Vector Search Index Architecture
- concept
Vector Search indexes use features from traditional Search indexes, with unique indexing algorithms and features that allow you to compare vectors in nearest neighbor searches.
You cannot use Vector Search on Windows platforms. You can use Vector Search on Linux from Couchbase {page-product-name} version 7.6.0 and MacOS from version 7.6.2. You can still use other features of the Search Service. |
A Vector Search index still relies on Synchronization with Database Change Protocol (DCP) and the Data Service and uses Search Index Segments to manage merging and persisting data to disk in your cluster. All changes from Database Change Protocol (DCP) and the Data Service are introduced to a Search index in batches, which are further managed by segments.
Synchronization with Database Change Protocol (DCP) and the Data Service
The Search Service uses batches to process data that comes in from DCP and the Data Service. DCP and Data Service changes are introduced gradually, based on available memory on Search Service nodes, until reindexing operations for an index are complete.
The Search Service can merge batches into a single batch before they’re sent to the disk write queue, to reduce the resources required for batch processing.
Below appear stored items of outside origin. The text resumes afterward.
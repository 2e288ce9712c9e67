//! 부분 수정(PATCH) 병합 유틸리티
//!
//! 패치 객체의 각 필드는 `Option`으로 표현됩니다.
//! `Some`이면 기존 값을 덮어쓰고, `None`이면 기존 값을 그대로 유지합니다.

/// 패치 값이 있을 때만 대상 필드를 덮어씁니다.
///
/// 값이 실제로 바뀌었는지 여부를 반환합니다.
///
/// ```rust,ignore
/// let mut title = "old".to_string();
/// merge_field(&mut title, Some("new".to_string()));
/// assert_eq!(title, "new");
/// ```
pub fn merge_field<T: PartialEq>(target: &mut T, patch: Option<T>) -> bool {
    match patch {
        Some(value) if *target != value => {
            *target = value;
            true
        }
        _ => false,
    }
}

/// 선택 필드(`Option<T>`)용 병합 함수
///
/// 패치에 값이 없으면 기존 값(값이 없던 상태 포함)을 유지합니다.
pub fn merge_optional<T: PartialEq>(target: &mut Option<T>, patch: Option<T>) -> bool {
    match patch {
        Some(value) if target.as_ref() != Some(&value) => {
            *target = Some(value);
            true
        }
        _ => false,
    }
}
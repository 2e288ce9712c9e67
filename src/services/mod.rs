//! # Service Layer
//!
//! 비즈니스 로직 계층입니다. 각 서비스는 생성자로 리포지토리를 전달받으며
//! [`AppContext`](crate::core::AppContext)가 조립합니다.
//!
//! | 서비스 | 책임 |
//! |--------|------|
//! | `MemberService` | 가입, 프로필 조회/수정, 비밀번호 검증 |
//! | `CommunityService` | 글 작성/조회/수정/삭제, 작성자 권한 확인 |
//! | `TokenService` | JWT 발급/검증/재발급, 로그아웃 |

pub mod members;
pub mod communities;
pub mod auth;

pub use members::MemberService;
pub use communities::CommunityService;
pub use auth::TokenService;
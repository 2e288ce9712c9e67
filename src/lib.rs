//! 북빌리지 서버
//!
//! 회원과 커뮤니티 글을 다루는 REST 백엔드입니다.
//! JWT 베어러 토큰으로 회원을 인증하고, 작성자만 자신의 글을 수정/삭제할 수 있습니다.
//!
//! # Features
//!
//! - **회원**: 가입, 로그인, 내 정보 조회와 부분 수정
//! - **커뮤니티**: 글 작성/조회/부분 수정/삭제, 페이지 목록, 내 글 목록
//! - **인증**: HS256 액세스/리프레시 토큰, 재발급, 로그아웃 토큰 차단
//! - **저장소**: MongoDB + Redis, 또는 로컬 개발/테스트용 인메모리
//!
//! # Architecture
//!
//! ```text
//! ┌─────────────────┐
//! │     Routes      │ ← 엔드포인트, 인증 미들웨어, 추출기 설정
//! └─────────────────┘
//!          │
//!          ▼
//! ┌─────────────────┐
//! │    Handlers     │ ← 요청 검증, 응답 봉투
//! └─────────────────┘
//!          │
//!          ▼
//! ┌─────────────────┐
//! │    Services     │ ← 조회 → 권한 확인 → 병합 → 저장
//! └─────────────────┘
//!          │
//!          ▼
//! ┌─────────────────┐
//! │  Repositories   │ ← trait 객체 (MongoDB/Redis, 메모리)
//! └─────────────────┘
//! ```
//!
//! # Examples
//!
//! ```rust,ignore
//! use actix_web::App;
//! use book_village_server::config::JwtSettings;
//! use book_village_server::core::AppContext;
//! use book_village_server::routes::configure_all_routes;
//!
//! let context = AppContext::in_memory(JwtSettings::from_env(), 4);
//! let app = App::new().configure(|cfg| configure_all_routes(cfg, &context));
//! ```

pub mod core;
pub mod config;
pub mod db;
pub mod caching;
pub mod domain;
pub mod repositories;
pub mod services;
pub mod utils;
pub mod routes;
pub mod handlers;
pub mod middlewares;
//! Community Entity Implementation
//!
//! 회원이 작성하는 커뮤니티 글입니다.
//! 식별자와 생성/수정 시각은 리포지토리가 저장 시점에 부여합니다.
//! 작성자(`member_email`)는 생성 이후 절대 바뀌지 않습니다.

use std::fmt;
use mongodb::bson::DateTime;
use serde::{Deserialize, Serialize};
use crate::utils::merge::merge_field;

/// 커뮤니티 글 카테고리
#[derive(Debug, Clone, Copy, PartialEq, Eq, Hash, Serialize, Deserialize)]
#[serde(rename_all = "lowercase")]
pub enum CommunityType {
    Notice,
    Free,
    Study,
    Recommend,
}

impl CommunityType {
    pub fn as_str(&self) -> &'static str {
        match self {
            CommunityType::Notice => "notice",
            CommunityType::Free => "free",
            CommunityType::Study => "study",
            CommunityType::Recommend => "recommend",
        }
    }
}

impl fmt::Display for CommunityType {
    fn fmt(&self, f: &mut fmt::Formatter<'_>) -> fmt::Result {
        f.write_str(self.as_str())
    }
}

#[derive(Debug, Clone, PartialEq, Serialize, Deserialize)]
pub struct Community {
    #[serde(rename = "_id")]
    pub community_id: i64,
    #[serde(rename = "type")]
    pub community_type: CommunityType,
    pub title: String,
    pub content: String,
    pub display_name: String,
    /// 작성 회원의 식별자 (다대일)
    pub member_email: String,
    pub created_at: DateTime,
    pub modified_at: DateTime,
}

/// 커뮤니티 글 부분 수정 내용
#[derive(Debug, Clone, Default, PartialEq)]
pub struct CommunityPatch {
    pub community_type: Option<CommunityType>,
    pub title: Option<String>,
    pub content: Option<String>,
    pub display_name: Option<String>,
}

impl Community {
    /// 아직 저장되지 않은 글을 만듭니다. `community_id`는 저장 시 부여됩니다.
    pub fn draft(
        community_type: CommunityType,
        title: String,
        content: String,
        display_name: String,
        member_email: String,
    ) -> Self {
        let now = DateTime::now();

        Self {
            community_id: 0,
            community_type,
            title,
            content,
            display_name,
            member_email,
            created_at: now,
            modified_at: now,
        }
    }

    pub fn is_owned_by(&self, email: &str) -> bool {
        self.member_email == email
    }

    /// 패치를 병합하고 변경 여부를 반환합니다.
    pub fn apply_patch(&mut self, patch: CommunityPatch) -> bool {
        let CommunityPatch { community_type, title, content, display_name } = patch;

        let changes = [
            merge_field(&mut self.community_type, community_type),
            merge_field(&mut self.title, title),
            merge_field(&mut self.content, content),
            merge_field(&mut self.display_name, display_name),
        ];

        changes.contains(&true)
    }
}

#[cfg(test)]
mod tests {
    use super::*;

    fn community() -> Community {
        Community::draft(
            CommunityType::Free,
            "title1".to_string(),
            "content1".to_string(),
            "displayName1".to_string(),
            "owner@bookvillage.com".to_string(),
        )
    }

    #[test]
    fn test_community_type_wire_names() {
        assert_eq!(serde_json::to_string(&CommunityType::Recommend).unwrap(), "\"recommend\"");
        assert_eq!(
            serde_json::from_str::<CommunityType>("\"notice\"").unwrap(),
            CommunityType::Notice
        );
        assert!(serde_json::from_str::<CommunityType>("\"qna\"").is_err());
    }

    #[test]
    fn test_title_only_patch_keeps_other_fields() {
        let mut community = community();

        let changed = community.apply_patch(CommunityPatch {
            title: Some("title2".to_string()),
            ..Default::default()
        });

        assert!(changed);
        assert_eq!(community.title, "title2");
        assert_eq!(community.community_type, CommunityType::Free);
        assert_eq!(community.content, "content1");
        assert_eq!(community.display_name, "displayName1");
        assert_eq!(community.member_email, "owner@bookvillage.com");
    }

    #[test]
    fn test_ownership() {
        let community = community();

        assert!(community.is_owned_by("owner@bookvillage.com"));
        assert!(!community.is_owned_by("other@bookvillage.com"));
    }
}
The Search Service maintains index snapshots on each Search index partition. These snapshots contain a representation of document mutations on either a write queue, or in storage.
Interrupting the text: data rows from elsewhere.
//! 터미널 출력 포맷팅 유틸리티
//!
//! 부팅 과정(컴포넌트 초기화, 서버 시작)에서 사용하는 출력 함수들입니다.

const BOX_WIDTH: usize = 50;

pub fn print_boxed_title(title: &str) {
    let border = "═".repeat(BOX_WIDTH);

    println!("╔{}╗", border);
    println!("║{:^width$}║", title, width = BOX_WIDTH - 1);
    println!("╚{}╝", border);
}

pub fn print_step_start(step: u8, description: &str) {
    println!("→ Step {}: {}", step, description);
}

pub fn print_step_complete(step: u8, description: &str, count: usize) {
    println!("✓ Step {}: {} ({} items)", step, description, count);
}

pub fn print_sub_task(name: &str, status: &str) {
    println!("   ├─ {}: {}", name, status);
}

pub fn print_final_summary(repositories: usize, services: usize) {
    println!();
    print_boxed_title("🎉 COMPONENTS READY");
    println!("   📦 Repositories: {}", repositories);
    println!("   🔧 Services: {}", services);
    println!();
}

/// 서버 바인딩 정보
pub fn print_server_banner(bind_address: &str, storage: &str, workers: usize) {
    print_boxed_title("📚 BOOK VILLAGE SERVER");
    println!("   🌐 Listening: http://{}", bind_address);
    println!("   💾 Storage: {}", storage);
    println!("   🧵 Workers: {}", workers);
    println!("   📍 Health check: http://{}/health", bind_address);
    println!();
}
//! 데이터 및 서버 설정 관리 모듈
//!
//! 실행 환경, 서버 바인딩, 저장소, 비밀번호 해싱, 요청 빈도 제한 설정을 관리합니다.

use std::env;

/// 애플리케이션 실행 환경
#[derive(Debug, Clone, PartialEq)]
pub enum Environment {
    Development,
    Test,
    Staging,
    Production,
}

impl Environment {
    pub fn current() -> Self {
        Self::from_str(&env::var("ENVIRONMENT").unwrap_or_else(|_| "production".to_string()))
    }

    pub fn from_str(s: &str) -> Self {
        match s.to_lowercase().as_str() {
            "development" | "dev" => Environment::Development,
            "test" | "testing" => Environment::Test,
            "staging" | "stage" => Environment::Staging,
            _ => Environment::Production,
        }
    }
}

pub struct PasswordConfig;

impl PasswordConfig {
    /// bcrypt cost를 반환합니다.
    ///
    /// `BCRYPT_COST`가 4-15 범위의 값이면 그 값을, 아니면 환경별 기본값을 사용합니다.
    pub fn bcrypt_cost() -> u32 {
        if let Ok(cost_str) = env::var("BCRYPT_COST") {
            if let Ok(cost) = cost_str.parse::<u32>() {
                if (4..=15).contains(&cost) {
                    return cost;
                }
            }
        }

        Self::bcrypt_cost_for_env(&Environment::current())
    }

    pub fn bcrypt_cost_for_env(env: &Environment) -> u32 {
        match env {
            Environment::Development => 4,
            Environment::Test => 4,
            Environment::Staging => 10,
            Environment::Production => 12,
        }
    }
}

pub struct ServerConfig;

impl ServerConfig {
    pub fn port() -> u16 {
        env::var("PORT")
            .unwrap_or_else(|_| "8080".to_string())
            .parse()
            .unwrap_or(8080)
    }

    pub fn host() -> String {
        env::var("HOST").unwrap_or_else(|_| "0.0.0.0".to_string())
    }

    pub fn workers() -> usize {
        env::var("SERVER_WORKERS")
            .ok()
            .and_then(|v| v.parse().ok())
            .filter(|&n: &usize| n > 0)
            .unwrap_or(4)
    }

    pub fn bind_address() -> String {
        format!("{}:{}", Self::host(), Self::port())
    }
}

/// 영속성 저장소 종류
#[derive(Debug, Clone, Copy, PartialEq, Eq)]
pub enum StorageBackend {
    /// MongoDB(엔티티) + Redis(토큰)
    Mongo,
    /// 프로세스 메모리 (로컬 개발, 테스트)
    Memory,
}

impl StorageBackend {
    pub fn from_str(s: &str) -> Self {
        match s.to_lowercase().as_str() {
            "memory" | "in-memory" | "inmemory" => StorageBackend::Memory,
            _ => StorageBackend::Mongo,
        }
    }

    pub fn as_str(&self) -> &'static str {
        match self {
            StorageBackend::Mongo => "mongo",
            StorageBackend::Memory => "memory",
        }
    }
}

pub struct StorageConfig;

impl StorageConfig {
    pub fn backend() -> StorageBackend {
        StorageBackend::from_str(&env::var("STORAGE_BACKEND").unwrap_or_else(|_| "mongo".to_string()))
    }

    pub fn mongodb_uri() -> String {
        env::var("MONGODB_URI").unwrap_or_else(|_| "mongodb://localhost:27017".to_string())
    }

    pub fn database_name() -> String {
        env::var("DATABASE_NAME").unwrap_or_else(|_| "book_village_dev".to_string())
    }

    pub fn redis_url() -> String {
        env::var("REDIS_URL").unwrap_or_else(|_| "redis://localhost:6379".to_string())
    }
}

/// Rate Limiting 설정
#[derive(Debug, Clone, PartialEq)]
pub struct RateLimitConfig {
    pub per_second: u64,
    pub burst_size: u32,
}

impl RateLimitConfig {
    /// 환경변수에서 Rate Limiting 설정을 로드합니다.
    ///
    /// * `RATE_LIMIT_PER_SECOND` - 초당 허용 요청 수 (기본값: 100)
    /// * `RATE_LIMIT_BURST_SIZE` - 버스트 허용량 (기본값: 200)
    pub fn from_env() -> Self {
        let per_second = env::var("RATE_LIMIT_PER_SECOND")
            .unwrap_or_else(|_| "100".to_string())
            .parse::<u64>()
            .unwrap_or_else(|e| {
                log::error!("RATE_LIMIT_PER_SECOND 파싱 실패: {}. 기본값 100 사용", e);
                100
            });

        let burst_size = env::var("RATE_LIMIT_BURST_SIZE")
            .unwrap_or_else(|_| "200".to_string())
            .parse::<u32>()
            .unwrap_or_else(|e| {
                log::error!("RATE_LIMIT_BURST_SIZE 파싱 실패: {}. 기본값 200 사용", e);
                200
            });

        Self { per_second, burst_size }
    }
}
If the Search Service loses connection to the Data Service, the Search Service compares its rollback sequence numbers in its snapshots with the Data Service when the connection is reestablished. If the index snapshots on the Search Service are too far ahead, the Search Service performs a full rollback to get back in sync with the Data Service.
Search Index Segments
Search and Vector Search indexes in Couchbase Server are built with segments.
All Search indexes contain a root segment, which includes all data for the Search index but excludes any segments that might be stale. Stale segments are eventually removed by the Search Services’s persister or merger routines.
The persister reads in-memory segments from the disk write queue and flushes them to disk, completing batch operations as part of Synchronization with Database Change Protocol (DCP) and the Data Service. The merger works with the persister to consolidate flushed files and flush the consolidated results back through the persister - while purging the smaller, older files.
The persister and merger interact to continuously flush and merge new in-memory segments to disk, and remove stale segments.
Segments are marked as stale when they’re replaced by a new merged segment created by the merger. Stale segments are deleted when they’re no longer used by any new queries.
As smaller segments are merged together through the merger routine, the Search Service automatically runs any needed retraining for Vector Search indexes. The segments for a Vector Search index can contain different index types and use a separate indexing pipeline, choosing the appropriate indexing algorithm based on the size of your available documents.
Vector Search and FAISS
Vector Search specifically uses FAISS indexes. Any vectors inside your documents are indexed using FAISS, to create a new query vector that can be searched for similar vectors inside your Vector Search index.
Vector Search chooses the best FAISS index class, or vector search algorithm, for your data, and automatically tunes parameters to provide a balance of recall and latency. You can choose to prioritize recall, latency, or memory efficiency with the Optimized For setting on your index. You can also choose to fine tune your Vector Search queries to override the default balancing for your index, and change the number of centroids or probes searched in a query.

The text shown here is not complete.